*** GIVEN DATA ***

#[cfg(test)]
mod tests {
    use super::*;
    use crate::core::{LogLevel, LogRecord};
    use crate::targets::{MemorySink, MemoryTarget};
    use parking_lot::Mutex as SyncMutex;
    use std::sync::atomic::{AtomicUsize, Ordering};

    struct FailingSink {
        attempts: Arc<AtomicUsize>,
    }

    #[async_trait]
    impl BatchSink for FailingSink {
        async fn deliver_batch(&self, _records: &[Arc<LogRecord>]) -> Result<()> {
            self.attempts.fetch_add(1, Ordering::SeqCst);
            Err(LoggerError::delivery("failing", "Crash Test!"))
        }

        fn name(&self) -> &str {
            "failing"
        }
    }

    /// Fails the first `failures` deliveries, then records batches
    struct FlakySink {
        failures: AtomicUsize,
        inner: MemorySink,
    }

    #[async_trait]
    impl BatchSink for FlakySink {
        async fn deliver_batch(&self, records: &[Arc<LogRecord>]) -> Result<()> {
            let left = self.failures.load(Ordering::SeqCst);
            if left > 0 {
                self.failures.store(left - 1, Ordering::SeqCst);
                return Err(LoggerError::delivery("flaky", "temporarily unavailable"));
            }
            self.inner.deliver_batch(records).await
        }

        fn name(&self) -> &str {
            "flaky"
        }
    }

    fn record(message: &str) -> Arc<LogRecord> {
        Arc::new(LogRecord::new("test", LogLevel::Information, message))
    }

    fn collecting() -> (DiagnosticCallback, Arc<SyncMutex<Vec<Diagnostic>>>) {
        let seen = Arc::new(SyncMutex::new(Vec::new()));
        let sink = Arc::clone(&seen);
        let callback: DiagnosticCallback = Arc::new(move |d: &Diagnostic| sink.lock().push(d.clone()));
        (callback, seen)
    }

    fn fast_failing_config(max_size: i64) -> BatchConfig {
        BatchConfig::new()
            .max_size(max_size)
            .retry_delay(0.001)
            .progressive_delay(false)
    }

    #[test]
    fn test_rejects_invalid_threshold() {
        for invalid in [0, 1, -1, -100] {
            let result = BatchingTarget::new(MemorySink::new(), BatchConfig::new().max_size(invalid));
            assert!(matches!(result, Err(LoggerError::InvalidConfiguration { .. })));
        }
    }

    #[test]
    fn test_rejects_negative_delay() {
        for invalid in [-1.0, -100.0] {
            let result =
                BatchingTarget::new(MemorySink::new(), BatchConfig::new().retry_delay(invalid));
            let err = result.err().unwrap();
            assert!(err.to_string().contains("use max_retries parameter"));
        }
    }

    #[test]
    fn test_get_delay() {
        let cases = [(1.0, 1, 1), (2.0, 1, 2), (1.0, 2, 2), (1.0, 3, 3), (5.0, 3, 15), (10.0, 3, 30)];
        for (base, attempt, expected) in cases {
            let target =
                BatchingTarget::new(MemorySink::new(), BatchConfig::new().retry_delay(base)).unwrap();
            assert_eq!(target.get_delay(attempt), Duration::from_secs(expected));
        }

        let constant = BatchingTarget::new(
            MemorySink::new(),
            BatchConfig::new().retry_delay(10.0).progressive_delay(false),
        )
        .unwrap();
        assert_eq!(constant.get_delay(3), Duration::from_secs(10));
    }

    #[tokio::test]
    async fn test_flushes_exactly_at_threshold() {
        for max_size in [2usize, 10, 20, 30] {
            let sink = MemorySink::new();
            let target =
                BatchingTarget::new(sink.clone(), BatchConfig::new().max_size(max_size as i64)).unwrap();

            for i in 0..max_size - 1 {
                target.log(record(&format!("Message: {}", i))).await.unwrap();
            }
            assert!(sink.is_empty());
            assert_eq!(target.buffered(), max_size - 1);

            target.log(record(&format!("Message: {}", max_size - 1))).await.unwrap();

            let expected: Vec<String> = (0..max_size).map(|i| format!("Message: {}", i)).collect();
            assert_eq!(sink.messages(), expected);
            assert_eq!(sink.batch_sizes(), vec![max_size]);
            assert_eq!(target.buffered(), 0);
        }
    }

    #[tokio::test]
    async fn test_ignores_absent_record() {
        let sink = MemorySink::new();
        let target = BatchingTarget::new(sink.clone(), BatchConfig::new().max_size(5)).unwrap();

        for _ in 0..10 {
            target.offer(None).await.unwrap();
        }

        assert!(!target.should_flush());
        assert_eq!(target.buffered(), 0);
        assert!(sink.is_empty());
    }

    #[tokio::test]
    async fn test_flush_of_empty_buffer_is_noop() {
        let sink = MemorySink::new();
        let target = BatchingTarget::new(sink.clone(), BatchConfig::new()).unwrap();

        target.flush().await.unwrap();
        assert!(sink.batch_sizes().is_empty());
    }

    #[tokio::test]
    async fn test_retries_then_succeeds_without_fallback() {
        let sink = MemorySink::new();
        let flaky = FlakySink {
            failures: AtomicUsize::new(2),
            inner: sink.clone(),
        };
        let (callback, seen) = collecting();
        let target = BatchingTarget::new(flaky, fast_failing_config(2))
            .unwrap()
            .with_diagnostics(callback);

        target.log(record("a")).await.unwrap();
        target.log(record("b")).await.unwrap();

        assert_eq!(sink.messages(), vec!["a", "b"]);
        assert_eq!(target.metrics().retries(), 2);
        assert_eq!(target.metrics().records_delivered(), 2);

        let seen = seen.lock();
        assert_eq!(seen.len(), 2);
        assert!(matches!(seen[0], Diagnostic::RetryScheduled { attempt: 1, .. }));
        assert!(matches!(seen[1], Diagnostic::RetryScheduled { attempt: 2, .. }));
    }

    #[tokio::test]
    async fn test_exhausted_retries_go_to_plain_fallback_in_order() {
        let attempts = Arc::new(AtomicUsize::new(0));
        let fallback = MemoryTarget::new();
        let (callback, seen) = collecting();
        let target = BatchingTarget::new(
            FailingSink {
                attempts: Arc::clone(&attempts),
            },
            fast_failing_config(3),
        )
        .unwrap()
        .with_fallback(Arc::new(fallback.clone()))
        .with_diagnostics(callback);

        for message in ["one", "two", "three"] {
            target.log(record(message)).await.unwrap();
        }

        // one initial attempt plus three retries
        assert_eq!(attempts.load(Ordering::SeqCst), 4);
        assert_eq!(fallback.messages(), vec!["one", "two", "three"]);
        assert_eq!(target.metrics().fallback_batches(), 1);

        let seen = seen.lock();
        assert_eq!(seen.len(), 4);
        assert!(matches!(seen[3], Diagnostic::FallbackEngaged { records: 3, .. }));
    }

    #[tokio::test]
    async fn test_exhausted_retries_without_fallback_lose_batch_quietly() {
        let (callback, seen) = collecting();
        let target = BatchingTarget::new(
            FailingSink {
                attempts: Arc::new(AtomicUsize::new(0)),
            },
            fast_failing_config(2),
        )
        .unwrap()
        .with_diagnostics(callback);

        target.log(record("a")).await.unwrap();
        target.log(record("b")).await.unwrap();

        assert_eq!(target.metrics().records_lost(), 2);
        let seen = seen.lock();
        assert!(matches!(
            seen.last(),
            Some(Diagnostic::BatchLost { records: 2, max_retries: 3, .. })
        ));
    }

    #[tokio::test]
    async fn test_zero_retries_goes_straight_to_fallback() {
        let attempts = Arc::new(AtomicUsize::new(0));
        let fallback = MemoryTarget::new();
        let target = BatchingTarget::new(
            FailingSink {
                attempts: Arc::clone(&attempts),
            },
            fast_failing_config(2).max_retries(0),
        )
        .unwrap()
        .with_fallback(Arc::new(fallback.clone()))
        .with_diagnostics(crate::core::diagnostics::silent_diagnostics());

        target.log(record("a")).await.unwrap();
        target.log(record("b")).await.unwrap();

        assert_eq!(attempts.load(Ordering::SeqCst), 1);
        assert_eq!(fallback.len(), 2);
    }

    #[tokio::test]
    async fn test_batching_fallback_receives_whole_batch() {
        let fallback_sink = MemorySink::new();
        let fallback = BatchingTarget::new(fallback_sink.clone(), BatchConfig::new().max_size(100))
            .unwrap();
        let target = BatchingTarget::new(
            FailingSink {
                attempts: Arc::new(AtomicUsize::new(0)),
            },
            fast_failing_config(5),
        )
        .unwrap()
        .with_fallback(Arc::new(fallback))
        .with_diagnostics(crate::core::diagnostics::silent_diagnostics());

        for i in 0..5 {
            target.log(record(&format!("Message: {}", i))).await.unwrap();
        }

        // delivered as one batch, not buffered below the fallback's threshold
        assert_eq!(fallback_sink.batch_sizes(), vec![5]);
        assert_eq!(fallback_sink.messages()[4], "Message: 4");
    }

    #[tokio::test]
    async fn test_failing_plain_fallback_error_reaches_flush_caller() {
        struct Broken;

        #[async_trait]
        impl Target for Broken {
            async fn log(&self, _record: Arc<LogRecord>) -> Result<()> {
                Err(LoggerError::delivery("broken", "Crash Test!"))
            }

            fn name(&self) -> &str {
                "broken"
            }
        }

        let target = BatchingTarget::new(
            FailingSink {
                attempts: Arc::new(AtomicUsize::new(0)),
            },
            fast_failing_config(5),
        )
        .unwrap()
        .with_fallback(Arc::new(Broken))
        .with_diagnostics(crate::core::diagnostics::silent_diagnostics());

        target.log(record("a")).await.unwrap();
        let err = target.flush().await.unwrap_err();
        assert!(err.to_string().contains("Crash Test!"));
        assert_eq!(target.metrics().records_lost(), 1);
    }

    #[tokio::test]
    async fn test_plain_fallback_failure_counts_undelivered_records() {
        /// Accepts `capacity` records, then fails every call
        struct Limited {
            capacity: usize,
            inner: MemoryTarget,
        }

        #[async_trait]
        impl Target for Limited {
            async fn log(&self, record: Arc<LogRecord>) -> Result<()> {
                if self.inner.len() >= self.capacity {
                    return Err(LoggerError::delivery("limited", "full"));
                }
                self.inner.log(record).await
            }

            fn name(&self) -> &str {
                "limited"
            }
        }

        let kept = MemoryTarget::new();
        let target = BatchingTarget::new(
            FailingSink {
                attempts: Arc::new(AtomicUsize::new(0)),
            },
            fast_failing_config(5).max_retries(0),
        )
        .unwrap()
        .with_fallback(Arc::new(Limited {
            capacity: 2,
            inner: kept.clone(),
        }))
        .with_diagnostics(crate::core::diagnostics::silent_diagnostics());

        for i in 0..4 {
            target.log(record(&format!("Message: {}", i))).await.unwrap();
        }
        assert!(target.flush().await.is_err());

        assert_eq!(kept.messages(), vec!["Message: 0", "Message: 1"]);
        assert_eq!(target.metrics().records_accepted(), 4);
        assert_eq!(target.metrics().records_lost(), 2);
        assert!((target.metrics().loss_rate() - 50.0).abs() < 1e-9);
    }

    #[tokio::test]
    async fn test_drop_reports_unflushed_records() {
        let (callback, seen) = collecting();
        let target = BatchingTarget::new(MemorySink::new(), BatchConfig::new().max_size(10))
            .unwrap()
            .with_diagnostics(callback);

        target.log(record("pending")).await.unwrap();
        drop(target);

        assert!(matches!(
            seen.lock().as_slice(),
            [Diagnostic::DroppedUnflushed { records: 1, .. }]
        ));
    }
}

***
*** GIVEN DATA ***

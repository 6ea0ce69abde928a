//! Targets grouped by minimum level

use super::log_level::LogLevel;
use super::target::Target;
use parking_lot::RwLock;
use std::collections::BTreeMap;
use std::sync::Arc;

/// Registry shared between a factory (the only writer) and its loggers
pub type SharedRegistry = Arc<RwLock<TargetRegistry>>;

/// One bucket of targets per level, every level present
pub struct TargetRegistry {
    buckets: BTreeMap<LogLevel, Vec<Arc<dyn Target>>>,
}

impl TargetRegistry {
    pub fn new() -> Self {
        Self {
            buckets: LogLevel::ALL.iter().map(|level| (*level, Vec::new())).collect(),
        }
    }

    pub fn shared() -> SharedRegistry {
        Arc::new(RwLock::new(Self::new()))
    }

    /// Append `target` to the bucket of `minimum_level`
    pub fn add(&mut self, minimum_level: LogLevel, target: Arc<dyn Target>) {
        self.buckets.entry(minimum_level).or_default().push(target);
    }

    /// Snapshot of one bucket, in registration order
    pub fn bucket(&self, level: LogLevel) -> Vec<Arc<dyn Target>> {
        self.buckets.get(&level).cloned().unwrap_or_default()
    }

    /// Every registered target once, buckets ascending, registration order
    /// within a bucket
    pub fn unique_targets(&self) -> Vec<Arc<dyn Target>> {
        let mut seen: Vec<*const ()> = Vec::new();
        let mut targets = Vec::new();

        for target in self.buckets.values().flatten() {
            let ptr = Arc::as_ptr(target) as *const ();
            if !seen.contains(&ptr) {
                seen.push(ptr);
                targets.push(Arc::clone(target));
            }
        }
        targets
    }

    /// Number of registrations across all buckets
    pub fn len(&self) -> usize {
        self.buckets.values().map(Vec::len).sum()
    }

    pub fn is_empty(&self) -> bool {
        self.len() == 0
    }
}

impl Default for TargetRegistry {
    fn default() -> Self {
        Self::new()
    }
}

***

REQUIRED WORK |
Lines in the records that hold the word "RwLock" are to be counted; give only the total.

RESULT FOR THIS TASK |
3